# [WHAT YOU HAVE TO DO]
Show each line from the records below in which the word "description" occurs.
****************************************
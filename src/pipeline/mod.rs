// file: src/pipeline/mod.rs
// description: pipeline module exports and public api
// reference: pipeline orchestration

mod orchestrator;
mod progress;

pub use orchestrator::{
    DEFAULT_QUESTION, NOTHING_TO_ANSWER, PipelineOrchestrator, RunReport, write_answer,
};
pub use progress::{ProgressTracker, RunStats};
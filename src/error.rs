// file: src/error.rs
// description: Custom error types and result type aliases
// reference: https://docs.rs/thiserror

use thiserror::Error;

pub type Result<T> = std::result::Result<T, PipelineError>;

#[derive(Error, Debug)]
pub enum PipelineError {
    #[error("Configuration error: {0}")]
    Config(String),

    #[error("Validation error: {0}")]
    Validation(String),

    #[error("Search request failed: {0}")]
    Search(String),

    #[error("Failed to decode {context}: {message}")]
    Decode { context: String, message: String },

    #[error("Embedding error: {0}")]
    Embedding(String),

    #[error("Chat completion error: {0}")]
    Chat(String),

    #[error("Cannot build a similarity index over zero chunks")]
    EmptyIndex,

    #[error("HTTP client error: {0}")]
    Http(#[from] reqwest::Error),

    #[error("IO error: {0}")]
    Io(#[from] std::io::Error),
}

impl PipelineError {
    pub fn decode(context: &str, err: impl std::fmt::Display) -> Self {
        PipelineError::Decode {
            context: context.to_string(),
            message: err.to_string(),
        }
    }
}
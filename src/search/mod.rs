// file: src/search/mod.rs
// description: search stage module exports
// reference: internal module structure

pub mod client;
pub mod filter;

pub use client::{DocumentSearch, SearchClient};
pub use filter::{FilteredDocuments, RelevanceFilter, flatten_chunks};
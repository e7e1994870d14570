// file: src/answer/mod.rs
// description: answer synthesis module exports
// reference: internal module structure

pub mod chat;
pub mod patterns;
pub mod prompt;
pub mod synthesizer;

pub use chat::{AzureChatClient, ChatMessage, ChatModel, Role};
pub use prompt::PromptTemplate;
pub use synthesizer::{AnswerSynthesizer, parse_reply};
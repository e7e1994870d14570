// file: src/models/document.rs
// description: filtered search documents and the chunks derived from them
// reference: internal data structures

use crate::models::search_result::{Caption, SearchResult};
use serde::{Deserialize, Serialize};

/// A search hit that cleared the relevance threshold, trimmed for indexing.
#[derive(Debug, Clone, PartialEq, Serialize, Deserialize)]
pub struct FilteredDocument {
    pub chunks: Vec<String>,
    pub captions: Vec<Caption>,
    pub score: f64,
    pub file_name: String,
}

impl FilteredDocument {
    /// Build from a raw hit, keeping at most `max_segments` pages and captions.
    pub fn from_result(result: &SearchResult, max_segments: usize) -> Self {
        Self {
            chunks: result.pages.iter().take(max_segments).cloned().collect(),
            captions: result.captions.iter().take(max_segments).cloned().collect(),
            score: result.score,
            file_name: result.storage_name.clone(),
        }
    }
}

/// Unit of embedding and retrieval.
#[derive(Debug, Clone, PartialEq, Serialize, Deserialize)]
pub struct Chunk {
    pub content: String,
    pub source: String,
}

impl Chunk {
    pub fn new(content: impl Into<String>, source: impl Into<String>) -> Self {
        Self {
            content: content.into(),
            source: source.into(),
        }
    }
}

#[cfg(test)]
mod tests {
    use super::*;

    fn hit(pages: usize, captions: usize) -> SearchResult {
        SearchResult {
            storage_path: "path/doc.pdf".to_string(),
            storage_name: "doc.pdf".to_string(),
            score: 2.5,
            pages: (0..pages).map(|i| format!("page {}", i)).collect(),
            captions: (0..captions)
                .map(|i| Caption {
                    text: format!("caption {}", i),
                    highlights: None,
                })
                .collect(),
        }
    }

    #[test]
    fn test_from_result_truncates() {
        let doc = FilteredDocument::from_result(&hit(15, 12), 10);

        assert_eq!(doc.chunks.len(), 10);
        assert_eq!(doc.captions.len(), 10);
        assert_eq!(doc.chunks[9], "page 9");
        assert_eq!(doc.file_name, "doc.pdf");
        assert_eq!(doc.score, 2.5);
    }

    #[test]
    fn test_from_result_keeps_short_lists() {
        let doc = FilteredDocument::from_result(&hit(2, 0), 10);
        assert_eq!(doc.chunks, vec!["page 0", "page 1"]);
        assert!(doc.captions.is_empty());
    }
}
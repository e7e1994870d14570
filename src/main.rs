// file: src/main.rs
// description: commandline application entry point
// reference: application bootstrap and orchestration

use anyhow::{Context, Result};
use clap::{ArgAction, Parser};
use search_rag::utils::logging::init_logger;
use search_rag::{Config, DEFAULT_QUESTION, PipelineOrchestrator};
use std::io::Write;
use std::path::PathBuf;
use tracing::info;

#[derive(Parser)]
#[command(name = "search_rag")]
#[command(author = "cipher")]
#[command(version = "0.1.0")]
#[command(
    about = "Answer a question from Azure AI Search documents with Azure OpenAI",
    long_about = None
)]
struct Cli {
    /// Question to answer
    #[arg(default_value = DEFAULT_QUESTION)]
    question: String,

    #[arg(
        short,
        long,
        value_name = "FILE",
        default_value = search_rag::config::DEFAULT_CONFIG_PATH
    )]
    config: PathBuf,

    #[arg(long, default_value_t = true, action = ArgAction::Set)]
    color: bool,

    #[arg(short, long, action = ArgAction::SetTrue)]
    verbose: bool,
}

#[tokio::main]
async fn main() -> Result<()> {
    let cli = Cli::parse();

    init_logger(cli.color, cli.verbose);

    info!("Search RAG pipeline");
    info!("Loading configuration from: {}", cli.config.display());

    let config =
        Config::load_or_default(&cli.config).context("Failed to load configuration")?;

    let orchestrator = PipelineOrchestrator::from_config(&config)
        .with_color(cli.color)
        .with_progress(true);

    let stdout = std::io::stdout();
    let mut out = stdout.lock();

    let report = orchestrator
        .run(&cli.question, &mut out)
        .await
        .context("Pipeline run failed")?;
    out.flush().context("Failed to flush stdout")?;

    info!(
        "Retained {:.0}% of top results, {:.1} chunks per document, {} bytes embedded",
        report.stats.retention_rate(),
        report.stats.chunks_per_document(),
        report.stats.bytes_embedded
    );

    Ok(())
}
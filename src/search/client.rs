// file: src/search/client.rs
// description: Azure AI Search client issuing semantic document queries
// reference: https://learn.microsoft.com/rest/api/searchservice/documents/search-get

use crate::config::SearchConfig;
use crate::error::{PipelineError, Result};
use crate::models::SearchResponse;
use async_trait::async_trait;
use reqwest::Client;
use tracing::{debug, info};

/// Anything that can answer a semantic query with ranked documents.
#[async_trait]
pub trait DocumentSearch: Send + Sync {
    async fn search(&self, question: &str) -> Result<SearchResponse>;
}

pub struct SearchClient {
    client: Client,
    config: SearchConfig,
}

impl SearchClient {
    pub fn new(config: SearchConfig) -> Self {
        Self {
            client: Client::new(),
            config,
        }
    }

    pub fn docs_url(&self) -> String {
        format!(
            "{}/indexes/{}/docs",
            self.config.endpoint.trim_end_matches('/'),
            self.config.index_name
        )
    }

    pub fn query_params(&self, question: &str) -> Vec<(&'static str, String)> {
        vec![
            ("api-version", self.config.api_version.clone()),
            ("search", question.to_string()),
            ("select", "*".to_string()),
            ("$top", self.config.top.to_string()),
            ("queryLanguage", "en-us".to_string()),
            ("queryType", "semantic".to_string()),
            (
                "semanticConfiguration",
                self.config.semantic_configuration.clone(),
            ),
            ("$count", "true".to_string()),
            ("speller", "lexicon".to_string()),
            ("answers", "extractive|count-3".to_string()),
            ("captions", "extractive|highlight-false".to_string()),
        ]
    }
}

#[async_trait]
impl DocumentSearch for SearchClient {
    async fn search(&self, question: &str) -> Result<SearchResponse> {
        let url = self.docs_url();
        info!("Querying index {} for: {}", self.config.index_name, question);

        let response = self
            .client
            .get(&url)
            .header("Content-Type", "application/json")
            .header("api-key", &self.config.key)
            .query(&self.query_params(question))
            .send()
            .await
            .map_err(|e| PipelineError::Search(format!("Failed to send request: {}", e)))?;

        if !response.status().is_success() {
            let status = response.status();
            let error_text = response
                .text()
                .await
                .unwrap_or_else(|_| "Unknown error".to_string());
            return Err(PipelineError::Search(format!(
                "Search service returned status {}: {}",
                status, error_text
            )));
        }

        let body = response
            .text()
            .await
            .map_err(|e| PipelineError::Search(format!("Failed to read response body: {}", e)))?;

        let decoded = SearchResponse::from_json(&body)?;
        debug!(
            "Search returned {} of {} matches, {} extractive answers",
            decoded.results.len(),
            decoded.count,
            decoded.answers.len()
        );

        Ok(decoded)
    }
}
****************************************
# [OUTPUT OF THE TASK]
// description: pipeline module exports and public api
// description: Custom error types and result type aliases
// description: search stage module exports
// description: answer synthesis module exports
// description: filtered search documents and the chunks derived from them
// description: commandline application entry point
// description: Azure AI Search client issuing semantic document queries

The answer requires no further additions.